__About this exercise__
Your answer is the lines from the one that has "fn from(error: E)" through the last line of the records below, retyped exactly and alone.

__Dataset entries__
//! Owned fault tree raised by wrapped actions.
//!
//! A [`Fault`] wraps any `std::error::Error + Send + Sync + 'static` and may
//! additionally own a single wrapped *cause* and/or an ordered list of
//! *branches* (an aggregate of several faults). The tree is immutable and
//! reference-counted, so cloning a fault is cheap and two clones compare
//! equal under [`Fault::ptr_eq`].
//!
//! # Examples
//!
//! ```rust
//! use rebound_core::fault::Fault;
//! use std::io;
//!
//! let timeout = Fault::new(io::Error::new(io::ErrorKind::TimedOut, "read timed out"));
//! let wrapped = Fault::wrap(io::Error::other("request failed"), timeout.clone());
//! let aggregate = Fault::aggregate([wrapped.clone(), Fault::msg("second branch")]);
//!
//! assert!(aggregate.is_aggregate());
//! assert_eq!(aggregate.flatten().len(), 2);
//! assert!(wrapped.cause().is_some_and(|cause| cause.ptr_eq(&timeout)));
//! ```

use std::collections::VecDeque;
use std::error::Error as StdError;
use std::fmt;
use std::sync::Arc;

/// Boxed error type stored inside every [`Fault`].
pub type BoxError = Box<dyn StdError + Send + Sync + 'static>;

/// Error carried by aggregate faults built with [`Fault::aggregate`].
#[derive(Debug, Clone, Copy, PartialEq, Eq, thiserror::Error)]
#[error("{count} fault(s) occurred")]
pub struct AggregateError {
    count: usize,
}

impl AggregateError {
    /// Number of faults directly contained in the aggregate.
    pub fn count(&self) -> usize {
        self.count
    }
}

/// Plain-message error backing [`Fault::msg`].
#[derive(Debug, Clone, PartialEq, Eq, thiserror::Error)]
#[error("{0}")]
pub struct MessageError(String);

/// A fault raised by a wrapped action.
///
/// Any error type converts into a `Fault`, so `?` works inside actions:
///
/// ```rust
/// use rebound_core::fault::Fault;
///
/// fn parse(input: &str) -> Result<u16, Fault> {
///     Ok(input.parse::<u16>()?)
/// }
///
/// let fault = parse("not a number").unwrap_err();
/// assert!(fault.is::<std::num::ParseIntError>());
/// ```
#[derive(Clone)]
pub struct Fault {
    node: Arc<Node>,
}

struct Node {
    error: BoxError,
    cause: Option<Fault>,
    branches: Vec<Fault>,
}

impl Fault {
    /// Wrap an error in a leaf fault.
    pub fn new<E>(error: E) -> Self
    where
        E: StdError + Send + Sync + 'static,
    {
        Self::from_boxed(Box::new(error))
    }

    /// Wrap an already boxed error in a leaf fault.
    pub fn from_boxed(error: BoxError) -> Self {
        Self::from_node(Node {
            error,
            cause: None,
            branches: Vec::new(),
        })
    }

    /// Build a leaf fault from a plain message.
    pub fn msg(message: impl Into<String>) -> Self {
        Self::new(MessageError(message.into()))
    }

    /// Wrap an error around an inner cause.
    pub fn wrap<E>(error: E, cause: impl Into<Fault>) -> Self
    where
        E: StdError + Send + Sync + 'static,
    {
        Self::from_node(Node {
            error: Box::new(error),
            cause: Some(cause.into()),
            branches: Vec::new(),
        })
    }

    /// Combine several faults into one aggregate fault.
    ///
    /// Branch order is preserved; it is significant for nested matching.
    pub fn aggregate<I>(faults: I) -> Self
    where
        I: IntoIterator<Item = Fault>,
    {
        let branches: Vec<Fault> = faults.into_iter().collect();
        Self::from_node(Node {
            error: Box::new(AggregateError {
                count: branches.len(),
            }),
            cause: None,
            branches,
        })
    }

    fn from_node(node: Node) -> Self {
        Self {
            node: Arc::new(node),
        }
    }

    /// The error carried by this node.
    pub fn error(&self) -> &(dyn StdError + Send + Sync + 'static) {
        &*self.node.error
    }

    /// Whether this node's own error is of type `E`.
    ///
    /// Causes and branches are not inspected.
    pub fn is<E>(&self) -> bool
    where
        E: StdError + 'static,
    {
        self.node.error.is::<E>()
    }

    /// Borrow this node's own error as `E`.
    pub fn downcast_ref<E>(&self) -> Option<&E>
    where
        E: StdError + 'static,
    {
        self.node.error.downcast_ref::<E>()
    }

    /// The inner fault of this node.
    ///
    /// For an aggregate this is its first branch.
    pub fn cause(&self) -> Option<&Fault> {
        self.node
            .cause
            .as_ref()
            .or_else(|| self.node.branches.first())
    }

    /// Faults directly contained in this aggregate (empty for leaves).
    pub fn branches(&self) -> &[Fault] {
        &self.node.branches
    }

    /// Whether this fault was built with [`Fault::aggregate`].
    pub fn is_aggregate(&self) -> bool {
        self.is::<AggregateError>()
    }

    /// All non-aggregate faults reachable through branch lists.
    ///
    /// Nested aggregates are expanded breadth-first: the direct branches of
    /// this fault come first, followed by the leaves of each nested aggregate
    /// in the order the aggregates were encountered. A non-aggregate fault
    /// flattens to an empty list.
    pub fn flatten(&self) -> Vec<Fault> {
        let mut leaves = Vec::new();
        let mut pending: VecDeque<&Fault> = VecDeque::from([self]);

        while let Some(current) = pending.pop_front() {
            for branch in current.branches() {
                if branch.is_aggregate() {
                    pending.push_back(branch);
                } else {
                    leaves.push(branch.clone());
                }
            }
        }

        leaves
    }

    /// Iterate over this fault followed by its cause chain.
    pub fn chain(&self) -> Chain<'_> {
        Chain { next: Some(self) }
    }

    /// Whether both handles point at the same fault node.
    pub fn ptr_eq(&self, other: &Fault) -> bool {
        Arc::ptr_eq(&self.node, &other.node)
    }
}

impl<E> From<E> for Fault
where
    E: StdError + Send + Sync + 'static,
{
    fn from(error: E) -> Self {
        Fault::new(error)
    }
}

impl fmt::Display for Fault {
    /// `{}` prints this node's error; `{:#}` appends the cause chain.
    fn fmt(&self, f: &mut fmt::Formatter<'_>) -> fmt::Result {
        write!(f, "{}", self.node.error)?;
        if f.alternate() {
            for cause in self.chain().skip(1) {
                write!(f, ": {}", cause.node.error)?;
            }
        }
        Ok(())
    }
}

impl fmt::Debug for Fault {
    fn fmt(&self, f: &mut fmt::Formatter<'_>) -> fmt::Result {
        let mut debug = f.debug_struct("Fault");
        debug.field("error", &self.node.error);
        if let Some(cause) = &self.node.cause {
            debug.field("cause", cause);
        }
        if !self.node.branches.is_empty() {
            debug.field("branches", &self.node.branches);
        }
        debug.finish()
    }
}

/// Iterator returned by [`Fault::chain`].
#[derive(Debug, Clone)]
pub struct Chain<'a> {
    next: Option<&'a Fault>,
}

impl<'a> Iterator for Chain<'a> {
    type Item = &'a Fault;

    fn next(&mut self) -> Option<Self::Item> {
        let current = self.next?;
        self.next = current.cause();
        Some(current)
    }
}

__Task output__
    fn from(error: E) -> Self {
        Fault::new(error)
    }
}

impl fmt::Display for Fault {
    /// `{}` prints this node's error; `{:#}` appends the cause chain.
    fn fmt(&self, f: &mut fmt::Formatter<'_>) -> fmt::Result {
        write!(f, "{}", self.node.error)?;
        if f.alternate() {
            for cause in self.chain().skip(1) {
                write!(f, ": {}", cause.node.error)?;
            }
        }
        Ok(())
    }
}

impl fmt::Debug for Fault {
    fn fmt(&self, f: &mut fmt::Formatter<'_>) -> fmt::Result {
        let mut debug = f.debug_struct("Fault");
        debug.field("error", &self.node.error);
        if let Some(cause) = &self.node.cause {
            debug.field("cause", cause);
        }
        if !self.node.branches.is_empty() {
            debug.field("branches", &self.node.branches);
        }
        debug.finish()
    }
}

/// Iterator returned by [`Fault::chain`].
#[derive(Debug, Clone)]
pub struct Chain<'a> {
    next: Option<&'a Fault>,
}

impl<'a> Iterator for Chain<'a> {
    type Item = &'a Fault;

    fn next(&mut self) -> Option<Self::Item> {
        let current = self.next?;
        self.next = current.cause();
        Some(current)
    }
}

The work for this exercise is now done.